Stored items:
◇ ◇ ◇ ◇ ◇

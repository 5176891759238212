//! Per-connection client state.

use std::sync::Arc;
use std::time::{Duration, Instant};

use parking_lot::Mutex;
use relay_core::{ClientId, Message};
use tokio::sync::mpsc;

use crate::hub::HubHandle;

/// A connected client as the hub sees it.
///
/// Holds the sending half of the client's bounded outbound queue. The
/// receiving half is drained exclusively by that client's outbound pump.
/// The hub reference is non-owning: it is only used to post onto the
/// hub's intake channels.
pub struct Client {
    /// Unique identity token.
    pub id: ClientId,
    /// Display name; at most one registered client per name.
    pub username: String,
    hub: HubHandle,
    /// `None` once closed. The `Option` is the double-close guard: the
    /// first `close_outbound` drops the sender, later calls are no-ops.
    outbound: Mutex<Option<mpsc::Sender<Arc<Message>>>>,
    /// Last time the peer acknowledged a keepalive (or sent anything).
    last_pong: Mutex<Instant>,
}

impl Client {
    /// Create a client around an outbound queue sender.
    pub fn new(username: impl Into<String>, hub: HubHandle, outbound: mpsc::Sender<Arc<Message>>) -> Self {
        Self {
            id: ClientId::new(),
            username: username.into(),
            hub,
            outbound: Mutex::new(Some(outbound)),
            last_pong: Mutex::new(Instant::now()),
        }
    }

    /// The hub this client is registered with.
    pub fn hub(&self) -> &HubHandle {
        &self.hub
    }

    /// Enqueue a message onto the outbound queue, waiting at most `wait`
    /// for capacity.
    ///
    /// Returns `false` if the queue is closed or the wait is exhausted —
    /// the caller treats that as a dead or stalled consumer.
    pub async fn enqueue(&self, message: Arc<Message>, wait: Duration) -> bool {
        let Some(tx) = self.outbound.lock().clone() else {
            return false;
        };
        matches!(
            tokio::time::timeout(wait, tx.send(message)).await,
            Ok(Ok(()))
        )
    }

    /// Close the outbound queue. Idempotent.
    ///
    /// The outbound pump observes the closed queue as `None` from its
    /// receiver and terminates with a Close frame.
    pub fn close_outbound(&self) {
        let _ = self.outbound.lock().take();
    }

    /// Whether the outbound queue has been closed.
    pub fn is_closed(&self) -> bool {
        self.outbound.lock().is_none()
    }

    /// Record a keepalive acknowledgment from the peer.
    pub fn mark_alive(&self) {
        *self.last_pong.lock() = Instant::now();
    }

    /// Time since the last keepalive acknowledgment.
    pub fn last_pong_elapsed(&self) -> Duration {
        self.last_pong.lock().elapsed()
    }
}
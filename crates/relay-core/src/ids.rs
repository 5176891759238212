//! Branded client identity.
//!
//! A newtype around a `client_`-prefixed UUID v7 string. The prefix keeps
//! IDs greppable in logs; v7 keeps them time-ordered.

use std::fmt;

use serde::{Deserialize, Serialize};
use uuid::Uuid;

/// Unique identifier for a connected client.
#[derive(Clone, Debug, PartialEq, Eq, Hash, Serialize, Deserialize)]
#[serde(transparent)]
pub struct ClientId(String);

impl ClientId {
    /// Create a new random ID.
    #[must_use]
    pub fn new() -> Self {
        Self(format!("client_{}", Uuid::now_v7()))
    }

    /// Return the inner string as a slice.
    #[must_use]
    pub fn as_str(&self) -> &str {
        &self.0
    }
}

impl Default for ClientId {
    fn default() -> Self {
        Self::new()
    }
}

impl fmt::Display for ClientId {
    fn fmt(&self, f: &mut fmt::Formatter<'_>) -> fmt::Result {
        f.write_str(&self.0)
    }
}
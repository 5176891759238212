//! # relay-server
//!
//! Axum HTTP + WebSocket fan-out relay.
//!
//! - [`hub`] — client registry and serial broadcast event loop
//! - [`client`] — per-connection state and bounded outbound queue
//! - [`websocket`] — upgrade handler and the inbound/outbound pump pair
//! - [`server`] — router, listener, static files, health endpoint
//! - [`config`] — tunables with documented defaults
//!
//! Data flow: upgrade → `Client` registers with the [`hub::Hub`] →
//! inbound pump posts decoded messages to the broadcast channel → the hub
//! fans each message out to every registered client's queue → each
//! outbound pump drains its own queue onto its own socket.

#![deny(unsafe_code)]

pub mod client;
pub mod config;
pub mod health;
pub mod hub;
pub mod server;
pub mod websocket;

pub use config::ServerConfig;
pub use hub::{Hub, HubHandle};
pub use server::{start, ServerHandle};
//! Server configuration.

use std::path::PathBuf;
use std::time::Duration;

use serde::{Deserialize, Serialize};

/// Configuration for the relay server.
#[derive(Clone, Debug, Serialize, Deserialize)]
pub struct ServerConfig {
    /// Host to bind (default `"0.0.0.0"`).
    pub host: String,
    /// Port to bind (default `8080`; `0` auto-assigns, used by tests).
    pub port: u16,
    /// Capacity of each hub intake channel (register/unregister/broadcast).
    pub intake_capacity: usize,
    /// Capacity of each client's outbound queue.
    pub outbound_queue_capacity: usize,
    /// How long the fan-out waits on one client's queue before giving up.
    pub enqueue_wait_ms: u64,
    /// Timeout for best-effort system notifications and deferred
    /// unregistrations; dropped (not retried) on expiry.
    pub notify_timeout_ms: u64,
    /// Interval between keepalive pings.
    pub ping_interval_secs: u64,
    /// How long a silent peer is tolerated before the connection is torn
    /// down.
    pub pong_timeout_secs: u64,
    /// Per-frame write timeout.
    pub write_timeout_secs: u64,
    /// Max inbound WebSocket frame size in bytes.
    pub max_frame_size: usize,
    /// Directory served as static files at the router fallback.
    pub static_dir: PathBuf,
}

impl Default for ServerConfig {
    fn default() -> Self {
        Self {
            host: "0.0.0.0".into(),
            port: 8080,
            intake_capacity: 256,
            outbound_queue_capacity: 256,
            enqueue_wait_ms: 100,
            notify_timeout_ms: 1000,
            ping_interval_secs: 30,
            pong_timeout_secs: 90,
            write_timeout_secs: 10,
            max_frame_size: 16 * 1024 * 1024, // 16 MiB
            static_dir: PathBuf::from("static"),
        }
    }
}

impl ServerConfig {
    /// Bounded wait for one fan-out enqueue attempt.
    #[must_use]
    pub fn enqueue_wait(&self) -> Duration {
        Duration::from_millis(self.enqueue_wait_ms)
    }

    /// Timeout for best-effort background sends.
    #[must_use]
    pub fn notify_timeout(&self) -> Duration {
        Duration::from_millis(self.notify_timeout_ms)
    }

    #[must_use]
    pub fn ping_interval(&self) -> Duration {
        Duration::from_secs(self.ping_interval_secs)
    }

    #[must_use]
    pub fn pong_timeout(&self) -> Duration {
        Duration::from_secs(self.pong_timeout_secs)
    }

    #[must_use]
    pub fn write_timeout(&self) -> Duration {
        Duration::from_secs(self.write_timeout_secs)
    }
}
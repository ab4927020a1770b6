// ebook-drm-check - DRM detection for eBook libraries
// Copyright (C) 2025 Henning Berge
//
// This program is free software: you can redistribute it and/or modify
// it under the terms of the GNU General Public License as published by
// the Free Software Foundation, either version 3 of the License, or
// (at your option) any later version.
//
// This program is distributed in the hope that it will be useful,
// but WITHOUT ANY WARRANTY; without even the implied warranty of
// MERCHANTABILITY or FITNESS FOR A PARTICULAR PURPOSE. See the
// GNU General Public License for more details.
//
// You should have received a copy of the GNU General Public License
// along with this program. If not, see <https://www.gnu.org/licenses/>.


//! Detection verdict types

use super::evidence::{keys, Evidence};
use serde::{Deserialize, Serialize};
use std::fmt;

/// What kind of verdict a file received
///
/// Only [`DrmCategory::NoDrm`] means the file is safe to read as-is.
/// Everything else is treated as protected, including files we simply
/// could not confirm.
#[derive(Debug, Clone, Copy, PartialEq, Eq, Hash, Serialize, Deserialize)]
pub enum DrmCategory {
    /// Openly readable
    NoDrm,
    /// Adobe ADEPT markers, suspicious license entries, or an unreadable archive
    AdobeDrm,
    /// Kindle DRM header fields or DRM EXTH records
    AmazonDrm,
    /// File claims a format but fails its required structure
    StructurallyInvalid,
    /// Extension and magic bytes match no known container
    UnsupportedFormat,
    /// File could not be read at all
    AccessError,
}

impl DrmCategory {
    /// Fail-closed: anything but a confirmed clean file is protected
    pub fn is_protected(&self) -> bool {
        !matches!(self, Self::NoDrm)
    }

    /// Label used in reports
    pub fn label(&self) -> &'static str {
        match self {
            Self::NoDrm => "No DRM",
            Self::AdobeDrm => "Adobe DRM",
            Self::AmazonDrm => "Amazon DRM",
            Self::StructurallyInvalid => "Structurally invalid",
            Self::UnsupportedFormat => "Unsupported or corrupted file format",
            Self::AccessError => "File access error",
        }
    }
}

impl fmt::Display for DrmCategory {
    fn fmt(&self, f: &mut fmt::Formatter<'_>) -> fmt::Result {
        f.write_str(self.label())
    }
}

/// Verdict for one file
///
/// `is_protected` is derived from `category` at construction and cannot be
/// set independently.
#[derive(Debug, Clone, PartialEq, Serialize)]
pub struct DetectionResult {
    is_protected: bool,
    category: DrmCategory,
    reason: String,
    evidence: Evidence,
}

impl DetectionResult {
    pub fn new(category: DrmCategory, reason: impl Into<String>) -> Self {
        Self {
            is_protected: category.is_protected(),
            category,
            reason: reason.into(),
            evidence: Evidence::new(),
        }
    }

    /// Clean verdict
    pub fn no_drm() -> Self {
        Self::new(DrmCategory::NoDrm, "No DRM detected")
    }

    /// I/O-level failure, carrying the raw error text
    pub fn access_error(message: impl Into<String>) -> Self {
        let message = message.into();
        Self::new(DrmCategory::AccessError, message.clone())
            .with_evidence(Evidence::new().with(keys::ERROR, message))
    }

    /// Merge `evidence` into this result
    pub fn with_evidence(mut self, evidence: Evidence) -> Self {
        self.evidence.merge(evidence);
        self
    }

    pub fn is_protected(&self) -> bool {
        self.is_protected
    }

    pub fn category(&self) -> DrmCategory {
        self.category
    }

    pub fn reason(&self) -> &str {
        &self.reason
    }

    pub fn evidence(&self) -> &Evidence {
        &self.evidence
    }

    pub fn evidence_mut(&mut self) -> &mut Evidence {
        &mut self.evidence
    }
}

#[cfg(test)]
mod tests {
    use super::*;

    #[test]
    fn test_protection_follows_category() {
        assert!(!DetectionResult::no_drm().is_protected());

        for category in [
            DrmCategory::AdobeDrm,
            DrmCategory::AmazonDrm,
            DrmCategory::StructurallyInvalid,
            DrmCategory::UnsupportedFormat,
            DrmCategory::AccessError,
        ] {
            assert!(DetectionResult::new(category, "x").is_protected(), "{:?}", category);
        }
    }

    #[test]
    fn test_access_error_keeps_raw_message() {
        let result = DetectionResult::access_error("No such file or directory (os error 2)");
        assert_eq!(result.category(), DrmCategory::AccessError);
        assert_eq!(result.reason(), "No such file or directory (os error 2)");
        assert!(result.evidence().contains_key(keys::ERROR));
    }

    #[test]
    fn test_serialized_shape() {
        let result = DetectionResult::new(DrmCategory::AmazonDrm, "DRM flags set");
        let value = serde_json::to_value(&result).unwrap();

        assert_eq!(value["is_protected"], true);
        assert_eq!(value["category"], "AmazonDrm");
        assert_eq!(value["reason"], "DRM flags set");
        assert!(value["evidence"].is_object());
    }
}
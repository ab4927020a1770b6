// ebook-drm-check - DRM detection for eBook libraries
// Copyright (C) 2025 Henning Berge
//
// This program is free software: you can redistribute it and/or modify
// it under the terms of the GNU General Public License as published by
// the Free Software Foundation, either version 3 of the License, or
// (at your option) any later version.
//
// This program is distributed in the hope that it will be useful,
// but WITHOUT ANY WARRANTY; without even the implied warranty of
// MERCHANTABILITY or FITNESS FOR A PARTICULAR PURPOSE. See the
// GNU General Public License for more details.
//
// You should have received a copy of the GNU General Public License
// along with this program. If not, see <https://www.gnu.org/licenses/>.


//! Fixture builders for integration tests
//!
//! Produces minimal EPUB archives and PalmDOC/MOBI files on disk so the
//! detector can be exercised end to end without shipping binary samples.

#![allow(dead_code)]

use std::io::Write;
use std::path::{Path, PathBuf};
use zip::write::SimpleFileOptions;
use zip::{CompressionMethod, ZipWriter};

pub const CONTAINER_XML: &str = r#"<?xml version="1.0" encoding="UTF-8"?>
<container version="1.0" xmlns="urn:oasis:names:tc:opendocument:xmlns:container">
  <rootfiles>
    <rootfile full-path="OEBPS/content.opf" media-type="application/oebps-package+xml"/>
  </rootfiles>
</container>"#;

pub const CONTENT_OPF: &str = r#"<?xml version="1.0" encoding="UTF-8"?>
<package xmlns="http://www.idpf.org/2007/opf" version="3.0"></package>"#;

/// Entries of the smallest EPUB the detector accepts as clean
pub fn minimal_epub_entries() -> Vec<(&'static str, &'static str)> {
    vec![
        ("mimetype", "application/epub+zip"),
        ("META-INF/container.xml", CONTAINER_XML),
        ("OEBPS/content.opf", CONTENT_OPF),
    ]
}

/// Write a stored (uncompressed) ZIP archive
pub fn write_epub(dir: &Path, name: &str, entries: &[(&str, &str)]) -> PathBuf {
    let path = dir.join(name);
    let file = std::fs::File::create(&path).unwrap();
    let mut writer = ZipWriter::new(file);
    let options = SimpleFileOptions::default().compression_method(CompressionMethod::Stored);

    for (entry, content) in entries {
        writer.start_file(*entry, options).unwrap();
        writer.write_all(content.as_bytes()).unwrap();
    }
    writer.finish().unwrap();
    path
}

/// Raw bytes written as-is
pub fn write_bytes(dir: &Path, name: &str, bytes: &[u8]) -> PathBuf {
    let path = dir.join(name);
    if let Some(parent) = path.parent() {
        std::fs::create_dir_all(parent).unwrap();
    }
    std::fs::write(&path, bytes).unwrap();
    path
}

/// MOBI header fields a fixture can vary
#[derive(Debug, Clone)]
pub struct MobiFixture {
    pub drm_offset: u32,
    pub drm_count: u32,
    pub drm_size: u32,
    pub drm_flags: u32,
    pub exth: Option<Vec<u8>>,
}

impl Default for MobiFixture {
    fn default() -> Self {
        Self {
            drm_offset: 0xFFFF_FFFF,
            drm_count: 0,
            drm_size: 0,
            drm_flags: 0,
            exth: None,
        }
    }
}

const RECORD0: usize = 256;
const MOBI_HEADER_LEN: u32 = 232;

impl MobiFixture {
    pub fn with_exth(mut self, records: &[(u32, &[u8])]) -> Self {
        self.exth = Some(exth_block(records));
        self
    }

    /// PalmDB header, one record, MOBI header at 256, EXTH right after
    pub fn to_bytes(&self) -> Vec<u8> {
        let mut buf = vec![0u8; 1024];
        buf[0..9].copy_from_slice(b"Test Book");
        buf[60..68].copy_from_slice(b"BOOKMOBI");
        buf[76..78].copy_from_slice(&1u16.to_be_bytes());
        buf[78..82].copy_from_slice(&(RECORD0 as u32).to_be_bytes());

        let r0 = RECORD0;
        buf[r0 + 16..r0 + 20].copy_from_slice(b"MOBI");
        buf[r0 + 20..r0 + 24].copy_from_slice(&MOBI_HEADER_LEN.to_be_bytes());
        buf[r0 + 168..r0 + 172].copy_from_slice(&self.drm_offset.to_be_bytes());
        buf[r0 + 172..r0 + 176].copy_from_slice(&self.drm_count.to_be_bytes());
        buf[r0 + 176..r0 + 180].copy_from_slice(&self.drm_size.to_be_bytes());
        buf[r0 + 180..r0 + 184].copy_from_slice(&self.drm_flags.to_be_bytes());

        if let Some(exth) = &self.exth {
            buf[r0 + 128..r0 + 132].copy_from_slice(&0x40u32.to_be_bytes());
            let start = r0 + 16 + MOBI_HEADER_LEN as usize;
            buf.truncate(start);
            buf.extend_from_slice(exth);
            buf.resize(buf.len().max(1024), 0);
        }
        buf
    }

    pub fn write(&self, dir: &Path, name: &str) -> PathBuf {
        write_bytes(dir, name, &self.to_bytes())
    }
}

/// EXTH block with a correct length and record count
pub fn exth_block(records: &[(u32, &[u8])]) -> Vec<u8> {
    let mut body = Vec::new();
    for (record_type, payload) in records {
        body.extend_from_slice(&record_type.to_be_bytes());
        body.extend_from_slice(&((payload.len() + 8) as u32).to_be_bytes());
        body.extend_from_slice(payload);
    }

    let mut out = Vec::new();
    out.extend_from_slice(b"EXTH");
    out.extend_from_slice(&((body.len() + 12) as u32).to_be_bytes());
    out.extend_from_slice(&(records.len() as u32).to_be_bytes());
    out.extend_from_slice(&body);
    out
}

◇ ◇ ◇ ◇ ◇

Exactly the lines above from the one with "hub's intake channels." to the one with "outbound queue sender.", both included, are to be quoted; leave the rest out.

■ ANSWER TO THIS EXERCISE ■
/// hub's intake channels.
pub struct Client {
    /// Unique identity token.
    pub id: ClientId,
    /// Display name; at most one registered client per name.
    pub username: String,
    hub: HubHandle,
    /// `None` once closed. The `Option` is the double-close guard: the
    /// first `close_outbound` drops the sender, later calls are no-ops.
    outbound: Mutex<Option<mpsc::Sender<Arc<Message>>>>,
    /// Last time the peer acknowledged a keepalive (or sent anything).
    last_pong: Mutex<Instant>,
}

impl Client {
    /// Create a client around an outbound queue sender.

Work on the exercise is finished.